Saved entries
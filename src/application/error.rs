use thiserror::Error;

use crate::domain::{AccountNumber, Cents, CustomerId};
use crate::storage::StoreError;

#[derive(Error, Debug, Clone, PartialEq, Eq)]
pub enum AppError {
    #[error("Account not found: {0}")]
    AccountNotFound(AccountNumber),

    #[error("Insufficient funds in account {account}: balance {balance}, required {requested}")]
    InsufficientFunds {
        account: AccountNumber,
        balance: Cents,
        requested: Cents,
    },

    #[error("Invalid amount: {0} (must be positive)")]
    InvalidAmount(Cents),

    #[error("Cannot transfer from account {0} to itself")]
    SelfTransfer(AccountNumber),

    #[error("Account already exists: {0}")]
    DuplicateAccount(AccountNumber),

    #[error("Balance of account {0} would overflow")]
    BalanceOverflow(AccountNumber),

    #[error("Customer not found: {0}")]
    CustomerNotFound(CustomerId),

    #[error("Invalid customer: {0}")]
    InvalidCustomer(String),

    /// Fatal: the ledger cannot allocate any more of the named resource.
    #[error("Storage exhausted: {0}")]
    StorageExhausted(String),
}

impl From<StoreError> for AppError {
    fn from(error: StoreError) -> Self {
        match error {
            StoreError::AccountNotFound(account) => AppError::AccountNotFound(account),
            StoreError::DuplicateAccount(account) => AppError::DuplicateAccount(account),
            StoreError::PreconditionFailed {
                account,
                balance,
                delta,
            } => AppError::InsufficientFunds {
                account,
                balance,
                requested: delta.saturating_neg(),
            },
            StoreError::BalanceOverflow(account) => AppError::BalanceOverflow(account),
            StoreError::SameAccount(account) => AppError::SelfTransfer(account),
            StoreError::Exhausted(what) => AppError::StorageExhausted(what),
            StoreError::CustomerNotFound(id) => AppError::CustomerNotFound(id),
            StoreError::InvalidCustomer(reason) => AppError::InvalidCustomer(reason),
        }
    }
}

- Directions: Repeat back all entries verbatim.

- Reply:
filename src/application/error.rs
use thiserror::Error;

use crate::domain::{AccountNumber, Cents, CustomerId};
use crate::storage::StoreError;

#[derive(Error, Debug, Clone, PartialEq, Eq)]
pub enum AppError {
    #[error("Account not found: {0}")]
    AccountNotFound(AccountNumber),

    #[error("Insufficient funds in account {account}: balance {balance}, required {requested}")]
    InsufficientFunds {
        account: AccountNumber,
        balance: Cents,
        requested: Cents,
    },

    #[error("Invalid amount: {0} (must be positive)")]
    InvalidAmount(Cents),

    #[error("Cannot transfer from account {0} to itself")]
    SelfTransfer(AccountNumber),

    #[error("Account already exists: {0}")]
    DuplicateAccount(AccountNumber),

    #[error("Balance of account {0} would overflow")]
    BalanceOverflow(AccountNumber),

    #[error("Customer not found: {0}")]
    CustomerNotFound(CustomerId),

    #[error("Invalid customer: {0}")]
    InvalidCustomer(String),

    /// Fatal: the ledger cannot allocate any more of the named resource.
    #[error("Storage exhausted: {0}")]
    StorageExhausted(String),
}

impl From<StoreError> for AppError {
    fn from(error: StoreError) -> Self {
        match error {
            StoreError::AccountNotFound(account) => AppError::AccountNotFound(account),
            StoreError::DuplicateAccount(account) => AppError::DuplicateAccount(account),
            StoreError::PreconditionFailed {
                account,
                balance,
                delta,
            } => AppError::InsufficientFunds {
                account,
                balance,
                requested: delta.saturating_neg(),
            },
            StoreError::BalanceOverflow(account) => AppError::BalanceOverflow(account),
            StoreError::SameAccount(account) => AppError::SelfTransfer(account),
            StoreError::Exhausted(what) => AppError::StorageExhausted(what),
            StoreError::CustomerNotFound(id) => AppError::CustomerNotFound(id),
            StoreError::InvalidCustomer(reason) => AppError::InvalidCustomer(reason),
        }
    }
}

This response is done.